WALTON-DAY, Katherine1, HINCK, Jo Ellen2, CLEVELAND, Danielle2, DUNIWAY, Michael C.3 and CAMPBELL, Kate M.1, (1)U.S. Geological Survey, Denver, CO 80225, (2)U.S. Geological Survey, Columbia, MO 65201, (3)U.S. Geological Survey, Moab, UT 84532

Underground mining of breccia-pipe uranium deposits in the Grand Canyon region generates controversy for a variety of reasons, including possible effects of mining to human health. Potential health concerns related to uranium mining include radiation exposure, inhalation of dust, and toxicity from uranium and co-occurring ore-body elements, including arsenic, from inhaled or consumed material. In 2012, the U.S. Department of Interior instated a 20-year moratorium on new mining of breccia-pipe deposits in the Grand Canyon region, while allowing existing permitted mines to continue operations. Since then, the U.S. Geological Survey has conducted numerous studies to better understand the environmental and human-health effects of mining across the mine life cycle at developing, active, inactive, and reclaimed mine sites in the region.
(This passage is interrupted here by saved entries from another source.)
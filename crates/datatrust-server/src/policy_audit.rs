// crates/datatrust-server/src/policy_audit.rs
// ============================================================================
// Module: Policy Audit Sink
// Description: Hash-chained decision log with rotation and a remote mirror.
// Purpose: Persist every policy decision tamper-evidently before responding.
// Dependencies: datatrust-core, reqwest, serde_json, tokio
// ============================================================================

//! ## Overview
//! Decisions append to `<dir>/YYYY-MM-DD[-N].ndjson`, rotating when a file
//! exceeds `max_file_bytes`. Each file carries its own hash chain: the
//! first entry uses the genesis previous hash and every later entry chains
//! on its predecessor. On startup the sink recovers the last hash of the
//! newest current-day file so restarts extend the chain instead of
//! breaking it. An optional remote mirror receives each record over HTTP;
//! mirror failures are recorded in sink status and never affect decisions.

// ============================================================================
// SECTION: Imports
// ============================================================================

use std::fs;
use std::io::Write as _;
use std::path::Path;
use std::path::PathBuf;
use std::sync::Mutex as StdMutex;
use std::sync::PoisonError;
use std::time::Duration;

use datatrust_core::DecisionCore;
use datatrust_core::DecisionRecord;
use datatrust_core::Timestamp;
use datatrust_core::hashing::GENESIS_PREV_HASH;
use datatrust_core::time::format_date;
use serde::Serialize;
use tokio::sync::Mutex;

// ============================================================================
// SECTION: Errors and Status
// ============================================================================

/// Policy audit sink failure.
#[derive(Debug, Clone, thiserror::Error)]
#[error("policy audit sink failure: {message}")]
pub struct SinkError {
    /// Failure description.
    pub message: String,
}

/// Sink status surfaced at `/admin/status`.
#[derive(Debug, Clone, Default, PartialEq, Serialize)]
pub struct SinkStatus {
    /// Entries written since startup.
    pub entries_written: u64,
    /// Last local write failure, when one occurred.
    #[serde(skip_serializing_if = "Option::is_none")]
    pub last_error: Option<String>,
    /// Last remote mirror failure, when one occurred.
    #[serde(skip_serializing_if = "Option::is_none")]
    pub remote_last_error: Option<String>,
    /// Whether a remote mirror is configured.
    pub remote_configured: bool,
}

// ============================================================================
// SECTION: Chain State
// ============================================================================

/// Mutable append state guarded by one async mutex.
struct ChainState {
    /// Calendar date of the current file.
    file_date: String,
    /// Rotation index within the day (0 = no suffix).
    rotation: u32,
    /// Bytes already in the current file.
    current_size: u64,
    /// Hash of the last record in the current file.
    last_hash: String,
}

// ============================================================================
// SECTION: Sink
// ============================================================================

/// Hash-chained policy decision sink.
pub struct PolicyAuditSink {
    /// Directory holding daily files.
    dir: PathBuf,
    /// Rotation threshold in bytes.
    max_file_bytes: u64,
    /// Append state; one writer at a time.
    state: Mutex<ChainState>,
    /// Remote mirror endpoint.
    remote_url: Option<String>,
    /// HTTP client for the mirror.
    client: reqwest::Client,
    /// Status for admin reporting.
    status: StdMutex<SinkStatus>,
}

impl PolicyAuditSink {
    /// Creates a sink, recovering the chain from the newest current file.
    ///
    /// # Errors
    ///
    /// Returns [`SinkError`] when the directory cannot be created.
    pub fn new(
        dir: impl Into<PathBuf>,
        max_file_bytes: u64,
        remote_url: Option<String>,
    ) -> Result<Self, SinkError> {
        let dir = dir.into();
        fs::create_dir_all(&dir).map_err(|err| SinkError {
            message: format!("failed to create `{}`: {err}", dir.display()),
        })?;
        #[cfg(unix)]
        {
            use std::os::unix::fs::PermissionsExt;
            let _ = fs::set_permissions(&dir, fs::Permissions::from_mode(0o700));
        }

        let today = today_string();
        let (rotation, current_size, last_hash) = recover_chain(&dir, &today);
        let client = reqwest::Client::builder()
            .timeout(Duration::from_secs(5))
            .build()
            .map_err(|err| SinkError {
                message: format!("failed to build mirror client: {err}"),
            })?;
        Ok(Self {
            dir,
            max_file_bytes,
            state: Mutex::new(ChainState {
                file_date: today,
                rotation,
                current_size,
                last_hash,
            }),
            status: StdMutex::new(SinkStatus {
                remote_configured: remote_url.is_some(),
                ..SinkStatus::default()
            }),
            remote_url,
            client,
        })
    }

    /// Appends a decision, returning the sealed record.
    ///
    /// # Errors
    ///
    /// Returns [`SinkError`] when encoding or the local write fails. Remote
    /// mirror failures are swallowed into sink status.
    pub async fn append(&self, core: DecisionCore) -> Result<DecisionRecord, SinkError> {
        let mut state = self.state.lock().await;

        // A new UTC day or an oversized file starts a fresh chain.
        let today = today_string();
        if state.file_date != today {
            state.file_date = today;
            state.rotation = 0;
            state.current_size = 0;
            state.last_hash = GENESIS_PREV_HASH.to_string();
        }

        let record = DecisionRecord::seal(core, &state.last_hash).map_err(|err| {
            self.note_error(format!("failed to encode decision: {err}"));
            SinkError {
                message: format!("failed to encode decision: {err}"),
            }
        })?;
        let mut line = serde_json::to_vec(&record).map_err(|err| {
            self.note_error(format!("failed to encode decision: {err}"));
            SinkError {
                message: format!("failed to encode decision: {err}"),
            }
        })?;
        line.push(b'\n');

        if state.current_size > 0 && state.current_size + line.len() as u64 > self.max_file_bytes {
            state.rotation += 1;
            state.current_size = 0;
            state.last_hash = GENESIS_PREV_HASH.to_string();
        }
        // Rotation resets the chain, so the record must be resealed.
        let record = if record.prev_hash == state.last_hash {
            record
        } else {
            let resealed =
                DecisionRecord::seal(record.core, &state.last_hash).map_err(|err| SinkError {
                    message: format!("failed to encode decision: {err}"),
                })?;
            line = serde_json::to_vec(&resealed).map_err(|err| SinkError {
                message: format!("failed to encode decision: {err}"),
            })?;
            line.push(b'\n');
            resealed
        };

        let path = self.file_path(&state.file_date, state.rotation);
        append_line(&path, &line).map_err(|err| {
            self.note_error(err.clone());
            SinkError {
                message: err,
            }
        })?;
        state.current_size += line.len() as u64;
        state.last_hash.clone_from(&record.hash);
        drop(state);

        {
            let mut status = self.status.lock().unwrap_or_else(PoisonError::into_inner);
            status.entries_written += 1;
        }
        self.mirror(&record).await;
        Ok(record)
    }

    /// Sends a record to the remote mirror, best effort.
    async fn mirror(&self, record: &DecisionRecord) {
        let Some(url) = &self.remote_url else {
            return;
        };
        let outcome = self.client.post(url).json(record).send().await;
        let mut status = self.status.lock().unwrap_or_else(PoisonError::into_inner);
        match outcome {
            Ok(response) if response.status().is_success() => {
                status.remote_last_error = None;
            }
            Ok(response) => {
                status.remote_last_error =
                    Some(format!("mirror returned status {}", response.status()));
            }
            Err(err) => {
                status.remote_last_error = Some(format!("mirror request failed: {err}"));
            }
        }
    }

    /// Records a local write failure in status.
    fn note_error(&self, message: String) {
        let mut status = self.status.lock().unwrap_or_else(PoisonError::into_inner);
        status.last_error = Some(message);
    }

    /// Returns the current sink status.
    #[must_use]
    pub fn status(&self) -> SinkStatus {
        self.status.lock().unwrap_or_else(PoisonError::into_inner).clone()
    }

    /// Returns the file path for a date and rotation index.
    fn file_path(&self, date: &str, rotation: u32) -> PathBuf {
        if rotation == 0 {
            self.dir.join(format!("{date}.ndjson"))
        } else {
            self.dir.join(format!("{date}-{rotation}.ndjson"))
        }
    }
}

/// Renders today's UTC date.
fn today_string() -> String {
    Timestamp::now().utc_date().map_or_else(|| "1970-01-01".to_string(), format_date)
}

/// Recovers (rotation, size, last hash) from the newest current-day file.
fn recover_chain(dir: &Path, today: &str) -> (u32, u64, String) {
    let mut best: Option<(u32, PathBuf)> = None;
    if let Ok(entries) = fs::read_dir(dir) {
        for entry in entries.flatten() {
            let path = entry.path();
            let Some(stem) = path.file_stem().and_then(|stem| stem.to_str()) else {
                continue;
            };
            let rotation = if stem == today {
                Some(0)
            } else {
                stem.strip_prefix(&format!("{today}-")).and_then(|suffix| suffix.parse().ok())
            };
            if let Some(rotation) = rotation
                && best.as_ref().is_none_or(|(existing, _)| rotation > *existing)
            {
                best = Some((rotation, path));
            }
        }
    }
    let Some((rotation, path)) = best else {
        return (0, 0, GENESIS_PREV_HASH.to_string());
    };
    let Ok(text) = fs::read_to_string(&path) else {
        return (rotation, 0, GENESIS_PREV_HASH.to_string());
    };
    let size = text.len() as u64;
    let last_hash = text
        .lines()
        .filter(|line| !line.trim().is_empty())
        .last()
        .and_then(|line| serde_json::from_str::<serde_json::Value>(line).ok())
        .and_then(|value| value.get("hash").and_then(|hash| hash.as_str()).map(str::to_string))
        .unwrap_or_else(|| GENESIS_PREV_HASH.to_string());
    (rotation, size, last_hash)
}

/// Appends one line, creating the file with owner-only permissions.
fn append_line(path: &PathBuf, line: &[u8]) -> Result<(), String> {
    let existed = path.exists();
    let mut file = fs::OpenOptions::new()
        .create(true)
        .append(true)
        .open(path)
        .map_err(|err| format!("failed to open `{}`: {err}", path.display()))?;
    file.write_all(line).map_err(|err| format!("failed to append `{}`: {err}", path.display()))?;
    file.flush().map_err(|err| format!("failed to flush `{}`: {err}", path.display()))?;
    if !existed {
        #[cfg(unix)]
        {
            use std::os::unix::fs::PermissionsExt;
            let _ = fs::set_permissions(path, fs::Permissions::from_mode(0o600));
        }
    }
    Ok(())
}

// ============================================================================
// SECTION: Tests
// ============================================================================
Human health-related studies include monitoring radon, dust flux, and dust chemical and mineralogic composition around some of the mine sites; establishing baseline concentrations of multiple metals in elk tissue harvested from tribal hunting grounds; and analyzing metal content of smoke from combusted vegetation collected near a uranium mine to better understand the composition of smoke potentially inhaled during ceremonial traditional use. Results indicate radon gas concentrations vary generally with size of ore storage at the surface and inversely with the amount of wind and rain at a mine site. Dust flux is greatest during periods of drought and reclamation activity. Elk liver- and muscle-tissue samples had only 1 sample each (4 out of 40 results) above quantification limits for arsenic (0.04 parts per milligrams per kilogram dry weight (mg/kg)) and uranium (0.02 parts per mg/kg). Study results of smoke from combusted vegetation are pending but involved development of a combustion chamber that directly collects smoke particulates for digestion and analysis. Our results may help inform management decisions to mitigate uptake and health effects during all phases of uranium mining in the Grand Canyon region.